[Collected data entries]
•••••

//! Fill — the realized outcome of attempting to execute an order.

use super::order::OrderId;
use chrono::{DateTime, Utc};
use serde::{Deserialize, Serialize};

/// Why an order was rejected outright.
#[derive(Debug, Clone, Copy, PartialEq, Eq, Serialize, Deserialize)]
pub enum RejectReason {
    /// The resolution time fell beyond the end of the tape.
    LatencyHorizon,
    /// The touch price did not satisfy the order's limit.
    LimitNotSatisfied,
    /// The opposite side of the book was empty at the resolution time.
    NoLiquidity,
}

/// Fill record. `quantity == 0` denotes a full reject, in which case
/// `reject` carries the reason and no cost is charged.
#[derive(Debug, Clone, PartialEq, Serialize, Deserialize)]
pub struct Fill {
    pub order_id: OrderId,
    pub quantity: u64,
    pub price: f64,
    pub filled_at: DateTime<Utc>,
    pub cost: f64,
    pub reject: Option<RejectReason>,
}

impl Fill {
    pub fn executed(
        order_id: OrderId,
        quantity: u64,
        price: f64,
        filled_at: DateTime<Utc>,
        cost: f64,
    ) -> Self {
        Self {
            order_id,
            quantity,
            price,
            filled_at,
            cost,
            reject: None,
        }
    }

    pub fn rejected(order_id: OrderId, at: DateTime<Utc>, reason: RejectReason) -> Self {
        Self {
            order_id,
            quantity: 0,
            price: 0.0,
            filled_at: at,
            cost: 0.0,
            reject: Some(reason),
        }
    }

    pub fn is_reject(&self) -> bool {
        self.reject.is_some()
    }

    /// Notional value of the fill, before cost.
    pub fn gross(&self) -> f64 {
        self.quantity as f64 * self.price
    }
}

#[cfg(test)]
mod tests {
    use super::*;
    use chrono::TimeZone;

    #[test]
    fn executed_fill_carries_no_reason() {
        let at = Utc.with_ymd_and_hms(2024, 1, 2, 10, 0, 0).unwrap();
        let fill = Fill::executed(OrderId(1), 20, 99.0, at, 2.5);
        assert!(!fill.is_reject());
        assert_eq!(fill.gross(), 1980.0);
    }

    #[test]
    fn rejected_fill_is_zero_quantity_zero_cost() {
        let at = Utc.with_ymd_and_hms(2024, 1, 2, 10, 0, 0).unwrap();
        let fill = Fill::rejected(OrderId(1), at, RejectReason::LatencyHorizon);
        assert!(fill.is_reject());
        assert_eq!(fill.quantity, 0);
        assert_eq!(fill.cost, 0.0);
    }
}
//! Dummy strategy — observes, never trades.
//!
//! Used to validate tape replay and produce the baseline (pure observation)
//! trace the reporting layer compares trading runs against.

use super::Strategy;
use crate::domain::{MarketObservation, OrderRequest, Portfolio};

#[derive(Debug, Clone, Copy, Default)]
pub struct Dummy;

impl Strategy for Dummy {
    fn name(&self) -> &str {
        "dummy"
    }

    fn decide(
        &mut self,
        _history: &[MarketObservation],
        _portfolio: &Portfolio,
    ) -> Vec<OrderRequest> {
        Vec::new()
    }
}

•••••

• Exercise directions:
In the entries above, locate every line with the word "super" and copy it.

• Response area:
use super::order::OrderId;
    use super::*;
use super::Strategy;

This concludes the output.